- _What to do_
Where does the word "MemoryStore" occur in the entries below? Copy every line that has it.

[Stored entries]
--- START ---
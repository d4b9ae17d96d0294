//! Fallback composition: prefer the distributed backend, degrade to memory.
//!
//! Health bookkeeping is plain atomics, deliberately not the memory store's
//! mutex, so unrelated operations never serialize behind it. Writes made
//! while degraded are not backfilled when the primary recovers; stale
//! distributed entries age out through their own TTL.

use async_trait::async_trait;
use std::sync::atomic::{AtomicU32, AtomicU64, Ordering};
use std::sync::Arc;
use std::time::{Duration, Instant, SystemTime, UNIX_EPOCH};

use super::Store;
use crate::events::{self, GatewayEvent};
use crate::Result;

/// Circuit snapshot for the fallback store.
#[derive(Debug, Clone)]
pub struct StoreHealth {
    pub backend_name: String,
    pub consecutive_failures: u32,
    /// Wall-clock time of the last primary failure, if any.
    pub last_failure_unix_ms: Option<u64>,
    /// Remaining cooldown in ms, if the circuit is currently open.
    pub open_remaining_ms: Option<u64>,
}

pub struct FallbackStore {
    primary: Arc<dyn Store>,
    fallback: Arc<dyn Store>,
    threshold: u32,
    cooldown: Duration,
    consecutive_failures: AtomicU32,
    /// Monotonic ms (relative to `started`) until which the primary is
    /// skipped; 0 means the circuit is closed.
    open_until_ms: AtomicU64,
    last_failure_unix_ms: AtomicU64,
    started: Instant,
}

impl FallbackStore {
    pub fn new(
        primary: Arc<dyn Store>,
        fallback: Arc<dyn Store>,
        threshold: u32,
        cooldown: Duration,
    ) -> Self {
        Self {
            primary,
            fallback,
            threshold: threshold.max(1),
            cooldown,
            consecutive_failures: AtomicU32::new(0),
            open_until_ms: AtomicU64::new(0),
            last_failure_unix_ms: AtomicU64::new(0),
            started: Instant::now(),
        }
    }

    fn now_ms(&self) -> u64 {
        self.started.elapsed().as_millis() as u64
    }

    /// True when the primary should be attempted. Once the cooldown has
    /// elapsed exactly one operation wins the probe; the rest stay on the
    /// fallback until the probe's outcome closes or re-arms the circuit.
    fn primary_allowed(&self) -> bool {
        let open_until = self.open_until_ms.load(Ordering::Acquire);
        if open_until == 0 {
            return true;
        }
        let now = self.now_ms();
        if now < open_until {
            return false;
        }
        // Push the deadline out before probing so a concurrent burst does
        // not pile onto a backend that may still be down.
        self.open_until_ms
            .compare_exchange(
                open_until,
                now + self.cooldown.as_millis() as u64,
                Ordering::AcqRel,
                Ordering::Acquire,
            )
            .is_ok()
    }

    async fn on_failure(&self) {
        let failures = self.consecutive_failures.fetch_add(1, Ordering::AcqRel) + 1;
        let unix_ms = SystemTime::now()
            .duration_since(UNIX_EPOCH)
            .map(|d| d.as_millis() as u64)
            .unwrap_or(0);
        self.last_failure_unix_ms.store(unix_ms, Ordering::Release);
        tracing::warn!(
            backend = self.primary.name(),
            consecutive_failures = failures,
            "store backend unavailable, serving from fallback"
        );
        events::emit(GatewayEvent::StoreFellBack {
            backend: self.primary.name().to_string(),
            consecutive_failures: failures,
        })
        .await;
        if failures >= self.threshold {
            self.open_until_ms.store(
                self.now_ms() + self.cooldown.as_millis() as u64,
                Ordering::Release,
            );
            events::emit(GatewayEvent::CircuitOpened {
                backend: self.primary.name().to_string(),
                cooldown_ms: self.cooldown.as_millis() as u64,
            })
            .await;
        }
    }

    async fn on_success(&self) {
        let had_failures = self.consecutive_failures.swap(0, Ordering::AcqRel) > 0;
        let was_open = self.open_until_ms.swap(0, Ordering::AcqRel) > 0;
        if was_open || had_failures {
            events::emit(GatewayEvent::CircuitClosed {
                backend: self.primary.name().to_string(),
            })
            .await;
        }
    }

    pub fn health(&self) -> StoreHealth {
        let open_until = self.open_until_ms.load(Ordering::Acquire);
        let now = self.now_ms();
        let last_failure = self.last_failure_unix_ms.load(Ordering::Acquire);
        StoreHealth {
            backend_name: self.primary.name().to_string(),
            consecutive_failures: self.consecutive_failures.load(Ordering::Acquire),
            last_failure_unix_ms: (last_failure > 0).then_some(last_failure),
            open_remaining_ms: (open_until > now).then(|| open_until - now),
        }
    }
}

#[async_trait]
impl Store for FallbackStore {
    async fn get(&self, key: &str) -> Result<Option<Vec<u8>>> {
        if self.primary_allowed() {
            match self.primary.get(key).await {
                Ok(value) => {
                    self.on_success().await;
                    return Ok(value);
                }
                Err(e) if e.is_backend_unavailable() => self.on_failure().await,
                Err(e) => return Err(e),
            }
        }
        self.fallback.get(key).await
    }

    async fn set(&self, key: &str, value: &[u8], ttl: Duration) -> Result<()> {
        if self.primary_allowed() {
            match self.primary.set(key, value, ttl).await {
                Ok(()) => {
                    self.on_success().await;
                    return Ok(());
                }
                Err(e) if e.is_backend_unavailable() => self.on_failure().await,
                Err(e) => return Err(e),
            }
        }
        self.fallback.set(key, value, ttl).await
    }

    async fn delete(&self, key: &str) -> Result<bool> {
        if self.primary_allowed() {
            match self.primary.delete(key).await {
                Ok(removed) => {
                    self.on_success().await;
                    // Remove any shadow copy written while degraded.
                    let _ = self.fallback.delete(key).await;
                    return Ok(removed);
                }
                Err(e) if e.is_backend_unavailable() => self.on_failure().await,
                Err(e) => return Err(e),
            }
        }
        self.fallback.delete(key).await
    }

    async fn exists(&self, key: &str) -> Result<bool> {
        if self.primary_allowed() {
            match self.primary.exists(key).await {
                Ok(found) => {
                    self.on_success().await;
                    return Ok(found);
                }
                Err(e) if e.is_backend_unavailable() => self.on_failure().await,
                Err(e) => return Err(e),
            }
        }
        self.fallback.exists(key).await
    }

    async fn incr(&self, key: &str, ttl: Duration) -> Result<Option<u64>> {
        if self.primary_allowed() {
            match self.primary.incr(key, ttl).await {
                Ok(count) => {
                    self.on_success().await;
                    return Ok(count);
                }
                Err(e) if e.is_backend_unavailable() => self.on_failure().await,
                Err(e) => return Err(e),
            }
        }
        self.fallback.incr(key, ttl).await
    }

    fn name(&self) -> &'static str {
        "fallback"
    }
}

#[cfg(test)]
mod tests {
    use super::*;
    use crate::store::MemoryStore;
    use crate::Error;
    use std::num::NonZeroUsize;
    use std::sync::atomic::AtomicUsize;

    /// Primary stub that fails the first `fail_first` calls, then succeeds.
    struct FlakyStore {
        calls: AtomicUsize,
        fail_first: usize,
        inner: MemoryStore,
    }

    impl FlakyStore {
        fn failing_forever() -> Self {
            Self::new(usize::MAX)
        }

        fn new(fail_first: usize) -> Self {
            Self {
                calls: AtomicUsize::new(0),
                fail_first,
                inner: MemoryStore::new(NonZeroUsize::new(64).unwrap()),
            }
        }

        fn calls(&self) -> usize {
            self.calls.load(Ordering::SeqCst)
        }

        fn check(&self) -> Result<()> {
            let n = self.calls.fetch_add(1, Ordering::SeqCst);
            if n < self.fail_first {
                Err(Error::backend_unavailable("stub", "induced failure"))
            } else {
                Ok(())
            }
        }
    }

    #[async_trait]
    impl Store for FlakyStore {
        async fn get(&self, key: &str) -> Result<Option<Vec<u8>>> {
            self.check()?;
            self.inner.get(key).await
        }
        async fn set(&self, key: &str, value: &[u8], ttl: Duration) -> Result<()> {
            self.check()?;
            self.inner.set(key, value, ttl).await
        }
        async fn delete(&self, key: &str) -> Result<bool> {
            self.check()?;
            self.inner.delete(key).await
        }
        async fn exists(&self, key: &str) -> Result<bool> {
            self.check()?;
            self.inner.exists(key).await
        }
        async fn incr(&self, key: &str, ttl: Duration) -> Result<Option<u64>> {
            self.check()?;
            self.inner.incr(key, ttl).await
        }
        fn name(&self) -> &'static str {
            "stub"
        }
    }

    fn memory() -> Arc<dyn Store> {
        Arc::new(MemoryStore::new(NonZeroUsize::new(64).unwrap()))
    }

    #[tokio::test]
    async fn test_operations_succeed_while_primary_down() {
        let primary = Arc::new(FlakyStore::failing_forever());
        let fb = FallbackStore::new(primary, memory(), 5, Duration::from_secs(30));
        let ttl = Duration::from_secs(60);

        fb.set("k", b"v", ttl).await.unwrap();
        assert_eq!(fb.get("k").await.unwrap(), Some(b"v".to_vec()));
        assert!(fb.exists("k").await.unwrap());
        assert!(fb.delete("k").await.unwrap());
        assert_eq!(fb.incr("c", ttl).await.unwrap(), Some(1));
    }

    #[tokio::test]
    async fn test_circuit_opens_after_threshold() {
        let primary = Arc::new(FlakyStore::failing_forever());
        let fb = FallbackStore::new(
            Arc::clone(&primary) as Arc<dyn Store>,
            memory(),
            3,
            Duration::from_secs(30),
        );

        for _ in 0..3 {
            fb.get("k").await.unwrap();
        }
        assert_eq!(primary.calls(), 3);
        assert!(fb.health().open_remaining_ms.is_some());

        // Circuit open: no further calls reach the primary.
        for _ in 0..5 {
            fb.get("k").await.unwrap();
        }
        assert_eq!(primary.calls(), 3);
        assert_eq!(fb.health().consecutive_failures, 3);
        assert!(fb.health().last_failure_unix_ms.is_some());
    }

    #[tokio::test]
    async fn test_probe_after_cooldown_resets_on_success() {
        // Fails the first 2 calls (enough to open), succeeds afterwards.
        let primary = Arc::new(FlakyStore::new(2));
        let fb = FallbackStore::new(
            Arc::clone(&primary) as Arc<dyn Store>,
            memory(),
            2,
            Duration::from_millis(40),
        );

        fb.get("k").await.unwrap();
        fb.get("k").await.unwrap();
        assert_eq!(primary.calls(), 2);
        assert!(fb.health().open_remaining_ms.is_some());

        tokio::time::sleep(Duration::from_millis(60)).await;

        // Next operation probes the primary and closes the circuit.
        fb.get("k").await.unwrap();
        assert_eq!(primary.calls(), 3);
        let health = fb.health();
        assert_eq!(health.consecutive_failures, 0);
        assert!(health.open_remaining_ms.is_none());

        // Routing is back to normal.
        fb.set("k", b"v", Duration::from_secs(60)).await.unwrap();
        assert_eq!(primary.calls(), 4);
    }

    #[tokio::test]
    async fn test_failed_probe_reopens_circuit() {
        let primary = Arc::new(FlakyStore::failing_forever());
        let fb = FallbackStore::new(
            Arc::clone(&primary) as Arc<dyn Store>,
            memory(),
            2,
            Duration::from_millis(30),
        );

        fb.get("k").await.unwrap();
        fb.get("k").await.unwrap();
        assert_eq!(primary.calls(), 2);

        tokio::time::sleep(Duration::from_millis(50)).await;
        fb.get("k").await.unwrap(); // probe fails
        assert_eq!(primary.calls(), 3);
        assert!(fb.health().open_remaining_ms.is_some());

        // Open again: still no traffic to the primary.
        fb.get("k").await.unwrap();
        assert_eq!(primary.calls(), 3);
    }

    /// Unreachable primary whose failures take a while, like a timing-out
    /// network call.
    struct SlowDeadStore {
        calls: AtomicUsize,
    }

    impl SlowDeadStore {
        async fn fail(&self) -> Error {
            self.calls.fetch_add(1, Ordering::SeqCst);
            tokio::time::sleep(Duration::from_millis(30)).await;
            Error::backend_unavailable("stub", "timed out")
        }
    }

    #[async_trait]
    impl Store for SlowDeadStore {
        async fn get(&self, _key: &str) -> Result<Option<Vec<u8>>> {
            Err(self.fail().await)
        }
        async fn set(&self, _key: &str, _value: &[u8], _ttl: Duration) -> Result<()> {
            Err(self.fail().await)
        }
        async fn delete(&self, _key: &str) -> Result<bool> {
            Err(self.fail().await)
        }
        async fn exists(&self, _key: &str) -> Result<bool> {
            Err(self.fail().await)
        }
        fn name(&self) -> &'static str {
            "stub"
        }
    }

    #[tokio::test]
    async fn test_concurrent_burst_elects_single_probe() {
        let primary = Arc::new(SlowDeadStore {
            calls: AtomicUsize::new(0),
        });
        let fb = FallbackStore::new(
            Arc::clone(&primary) as Arc<dyn Store>,
            memory(),
            1,
            Duration::from_millis(20),
        );

        // Open the circuit.
        fb.get("k").await.unwrap();
        assert_eq!(primary.calls.load(Ordering::SeqCst), 1);

        tokio::time::sleep(Duration::from_millis(40)).await;

        // Cooldown elapsed: of four concurrent operations only one probes
        // the primary, the rest are served by the fallback immediately.
        let (a, b, c, d) = tokio::join!(fb.get("k"), fb.get("k"), fb.get("k"), fb.get("k"));
        a.unwrap();
        b.unwrap();
        c.unwrap();
        d.unwrap();
        assert_eq!(primary.calls.load(Ordering::SeqCst), 2);
    }

    #[tokio::test]
    async fn test_degraded_writes_not_backfilled() {
        let primary = Arc::new(FlakyStore::new(2));
        let fb = FallbackStore::new(
            Arc::clone(&primary) as Arc<dyn Store>,
            memory(),
            2,
            Duration::from_millis(30),
        );

        // Open the circuit, then write while degraded.
        fb.get("k").await.unwrap();
        fb.get("k").await.unwrap();
        fb.set("k", b"degraded", Duration::from_secs(60)).await.unwrap();

        tokio::time::sleep(Duration::from_millis(50)).await;

        // Primary recovered but never saw the degraded write.
        assert_eq!(fb.get("k").await.unwrap(), None);
    }
}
--- END ---
- _Result of this task_
    use crate::store::MemoryStore;
        inner: MemoryStore,
                inner: MemoryStore::new(NonZeroUsize::new(64).unwrap()),
        Arc::new(MemoryStore::new(NonZeroUsize::new(64).unwrap()))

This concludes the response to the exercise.